Theory Bites: Development, Underdevelopment and Dependency

The contemporary common language of development divides the world between developed and underdeveloped countries. This common-sensical classification also guides us to think of the two groups as rich and poor. Or even further, that the developed world, despite its imperfections, is “fine” and its people are happy—they represent the way human society should generally be—while the underdeveloped, for whichever reason, has just fallen behind—its people suffer and are not an example of what we’d like to see for humanity. The assumption is that everyone would prefer to live in a city, drive their car to work, and enjoy air conditioning and washing machines, since humans can and should “achieve” much more than washing their clothes by hand or farming for their own survival.

By looking at the world today, be it through the media or even through travelling, many people take a position of solidarity and altruism towards the underdeveloped world. As a consequence, billions of people become seen as unfortunate—they simply failed to develop, failed to take the same route as the United States and Europe. Therefore, not only in people’s minds but also in what is believed to be the practice of development (i.e. that done by NGOs and charity organizations), the goal is to look forward, and in this case, look North.

However, only looking forward might limit the prospects and possibilities of the underdeveloped world, which seems to often be thought of as simply “undeveloped”. Therefore, looking at the history of the relations between the two groups (the developed and the not developed) can allow us to problematize the efforts and good intentions that are being done to “help the poor”. One analysis of this history was done in the 1960s and 1970s, often by scholars from the ‘undeveloped’ world, mostly from Latin America, through what is known as dependency theory. Its origins lie in the works of such thinkers as the German-American economist Andre Gunder Frank and1 Argentinian economist Raúl Prebisch, and its ideas were made famous by the Uruguayan journalist Eduardo Galeano2 in his notorious book “Open Veins of Latin America”.

The main claim of dependency theory is that the developed world would not have developed without other parts of the world becoming underdeveloped.
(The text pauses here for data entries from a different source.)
//! Plain-text rendering of scenario reports, catalogs and sweeps.
//!
//! Unavailable quantities render as `--`.

use sbicalc_core::{Catalog, FieldSpec, MetricsReport, SamplePoint, SweepResult};

const UNAVAILABLE: &str = "--";

/// Group the integer digits of an already formatted number with commas
fn group_thousands(formatted: &str) -> String {
    let (sign, unsigned) = match formatted.strip_prefix('-') {
        Some(rest) => ("-", rest),
        None => ("", formatted),
    };
    let (int_part, frac_part) = match unsigned.split_once('.') {
        Some((int_part, frac)) => (int_part, Some(frac)),
        None => (unsigned, None),
    };

    let mut grouped = String::with_capacity(formatted.len() + int_part.len() / 3);
    for (i, digit) in int_part.chars().enumerate() {
        if i > 0 && (int_part.len() - i) % 3 == 0 {
            grouped.push(',');
        }
        grouped.push(digit);
    }

    match frac_part {
        Some(frac) => format!("{sign}{grouped}.{frac}"),
        None => format!("{sign}{grouped}"),
    }
}

/// Format with a fixed number of decimals and thousands separators
pub fn format_number(value: f64, decimals: usize) -> String {
    if !value.is_finite() {
        return UNAVAILABLE.to_string();
    }
    let rounded = format!("{value:.decimals$}");
    // Avoid "-0" and "-0.0" for values that round to zero
    let rounded = match rounded.strip_prefix('-') {
        Some(rest) if rest.chars().all(|c| c == '0' || c == '.') => rest.to_string(),
        _ => rounded,
    };
    group_thousands(&rounded)
}

fn with_unit(value: f64, decimals: usize, unit: &str) -> String {
    if !value.is_finite() {
        return UNAVAILABLE.to_string();
    }
    format!("{} {unit}", format_number(value, decimals))
}

/// Compact USD from a value in millions: `$850.0M`, `$104.43B`
pub fn format_usd_millions(value: f64) -> String {
    if !value.is_finite() {
        return UNAVAILABLE.to_string();
    }
    if value.abs() >= 1000.0 {
        format!("${}B", format_number(value / 1000.0, 2))
    } else {
        format!("${}M", format_number(value, 1))
    }
}

/// Kilograms below one tonne, tonnes above
pub fn format_mass(kg: f64) -> String {
    if !kg.is_finite() {
        return UNAVAILABLE.to_string();
    }
    if kg >= 1000.0 {
        with_unit(kg / 1000.0, 1, "t")
    } else {
        with_unit(kg, 1, "kg")
    }
}

/// A value of the given field at the field's own precision
pub fn format_field_value(spec: &FieldSpec, value: f64) -> String {
    format_number(value, spec.decimals() as usize)
}

fn section(out: &mut String, title: &str, rows: &[(&str, String)]) {
    let width = rows.iter().map(|(label, _)| label.chars().count()).max().unwrap_or(0);
    out.push_str(&format!("{title}\n"));
    for (label, value) in rows {
        out.push_str(&format!("  {label:<width$}  {value}\n"));
    }
    out.push('\n');
}

/// Render the full scenario report
pub fn render_report(report: &MetricsReport) -> String {
    let r = report;
    let mut out = String::new();

    section(
        &mut out,
        "Cost",
        &[
            ("Total system cost", format_usd_millions(r.total_system_cost_million)),
            ("Non-recurring development", format_usd_millions(r.non_recurring_million)),
            ("Interceptor procurement", format_usd_millions(r.total_procurement_cost_million)),
            ("Launch", format_usd_millions(r.total_launch_cost_million)),
            ("Operations and support", format_usd_millions(r.operations_cost_million)),
            ("Launch campaign (per generation)", format_usd_millions(r.launch_campaign_cost_million)),
            ("Average interceptor unit cost", format_usd_millions(r.average_procurement_unit_cost_million)),
            ("Average launch cost", format_usd_millions(r.average_launch_cost_million)),
            ("Cumulative production cost", format_usd_millions(r.production_cost_million)),
        ],
    );

    section(
        &mut out,
        "Interceptor",
        &[
            ("Interceptor mass", format_mass(r.interceptor_mass_kg)),
            ("Dry mass", format_mass(r.interceptor_dry_mass_kg)),
            ("Kill vehicle propellant", format_mass(r.kill_vehicle_propellant_mass_kg)),
            ("Interceptor propellant", format_mass(r.interceptor_propellant_mass_kg)),
            ("ΔV margin after divert", with_unit(r.delta_v_margin_km_per_s, 2, "km/s")),
        ],
    );

    let flyout_range = match &r.flyout_range_message {
        Some(message) => message.clone(),
        None => with_unit(r.interceptor_flyout_range_km, 1, "km"),
    };
    section(
        &mut out,
        "Kinematics and coverage",
        &[
            ("Average acceleration", with_unit(r.average_acceleration_g, 1, "g")),
            ("", with_unit(r.average_acceleration_m_s2, 1, "m/s²")),
            ("Time to max velocity", with_unit(r.time_to_reach_max_velocity_seconds, 0, "s")),
            ("Flyout time", with_unit(r.flyout_time_seconds, 0, "s")),
            ("Flyout range", flyout_range),
            ("Coverage radius", with_unit(r.coverage_radius_km, 1, "km")),
            ("Earth coverage", with_unit(r.earth_coverage_sq_km, 0, "km²")),
            ("SBI orbit altitude", with_unit(r.sbi_orbit_altitude_km, 0, "km")),
            ("Intercept altitude", with_unit(r.intercept_altitude_km, 0, "km")),
            ("Max latitude coverage", with_unit(r.max_latitude_coverage_deg, 1, "deg")),
        ],
    );

    section(
        &mut out,
        "Constellation",
        &[
            ("Interceptors per threat", format_number(r.interceptors_per_threat, 0)),
            ("Interceptors per salvo", format_number(r.interceptors_per_salvo, 0)),
            (
                "Composite kill probability",
                with_unit(r.composite_kill_probability_percent, 1, "%"),
            ),
            (
                "Requested composite Pk",
                with_unit(r.requested_composite_kill_probability_percent, 1, "%"),
            ),
            ("Constellation size", format_number(r.constellation_size, 0)),
            ("Generations", format_number(r.interceptor_replacements, 0)),
            ("Total interceptors", format_number(r.total_interceptors, 0)),
            ("Interceptors per year", format_number(r.interceptors_per_year, 1)),
            ("SBI life expectancy", with_unit(r.sbi_life_expectancy_years, 0, "yrs")),
            ("Cost estimate period", with_unit(r.cost_estimate_period_years, 0, "yrs")),
        ],
    );

    section(
        &mut out,
        "Launch",
        &[
            ("Interceptors per launch", format_number(r.interceptors_per_launch, 0)),
            ("Launches per generation", format_number(r.launch_count, 0)),
            ("Payload utilization", format_mass(r.payload_utilization_kg)),
            ("", with_unit(r.payload_utilization_percent, 1, "%")),
            ("Total payload to orbit", format_mass(r.total_payload_to_orbit_kg)),
        ],
    );

    out.truncate(out.trim_end().len());
    out.push('\n');
    out
}

/// Render the field catalog grouped by section
pub fn render_fields(catalog: &Catalog) -> String {
    let mut out = String::new();
    for section in sbicalc_core::Section::ALL {
        out.push_str(&format!("{}\n", section.title()));
        for spec in catalog.section_fields(section) {
            let bound = |b: Option<f64>| b.map_or_else(|| "-".to_string(), |v| format_field_value(spec, v));
            out.push_str(&format!(
                "  {:<36} {:<40} default {:<8} range {}..{} step {}\n",
                spec.key,
                spec.label_with_unit(),
                spec.default_value,
                bound(spec.min),
                bound(spec.max),
                spec.step,
            ));
        }
    }
    out
}

fn render_point(out: &mut String, spec: &FieldSpec, point: &SamplePoint) {
    out.push_str(&format!(
        "  {:>14}  {:>16}\n",
        format_field_value(spec, point.x),
        format_number(point.y, 2),
    ));
}

/// Render a sweep as a two-column table
pub fn render_sweep(spec: &FieldSpec, result: &SweepResult) -> String {
    let mut out = String::new();
    out.push_str(&format!(
        "{} vs {} ({} points, step {})\n",
        result.metric.label(),
        spec.label_with_unit(),
        result.points.len(),
        spec.step,
    ));
    if let Some(warning) = &result.warning {
        out.push_str(&format!("warning: {warning}\n"));
    }
    out.push_str(&format!("  {:>14}  {:>16}\n", spec.key, result.metric.key()));
    for point in &result.points {
        render_point(&mut out, spec, point);
    }
    out.push_str(&format!(
        "x domain {}..{}  y domain {}..{}\n",
        format_number(result.x_domain.min, spec.decimals() as usize),
        format_number(result.x_domain.max, spec.decimals() as usize),
        format_number(result.y_domain.min, 2),
        format_number(result.y_domain.max, 2),
    ));
    out
}

/// Render the readout for the sample nearest a probe value
pub fn render_probe(spec: &FieldSpec, result: &SweepResult, probe: f64) -> String {
    match result.nearest(probe) {
        Some(point) => format!(
            "Nearest to {}: {} = {}, {} = {}\n",
            format_field_value(spec, probe),
            spec.label,
            format_field_value(spec, point.x),
            result.metric.label(),
            format_number(point.y, 2),
        ),
        None => format!("Nearest to {}: {UNAVAILABLE}\n", format_field_value(spec, probe)),
    }
}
And here the term underdeveloped fits better than undeveloped, since it gives a sense that these countries were made like that; They were prevented from developing since the beginning of their relationship with colonial Europe. Thus, wealth and affluence of the developed countries were dependent on the poverty of others. This happened mainly during the colonial system, in which much of the resources (raw materials, labour, and capital) that were used to develop Europe were appropriated from Latin America, Africa, and Asia.

This system structured the world in a way that we cannot expect the underdeveloped to just follow the path of previous colonial powers such as Europe. One simply wouldn’t argue that Africa has to acquire colonies to solve its poverty and backwardness. Further, even though colonialism as it was doesn’t exist anymore, the structures it created still do. The developed world is now industrialized, and that represents an advantage to it. Interestingly, in the modern world, dependency can be seen to work the other way too: the underdeveloped is increasingly dependent on the developed for most of its imported finished products. And often this dependency has taken place not only around manufactured goods, but around food, such as in cases where underdeveloped countries had to specialize so much in the production of one or a few goods (e.g. cotton, minerals, tobacco, coffee) that they couldn’t feed themselves. By looking at the history of this relationship, also called North-South relations, we can conclude that there is no level playing field for development. There was no equality of opportunity and there still seems not to be.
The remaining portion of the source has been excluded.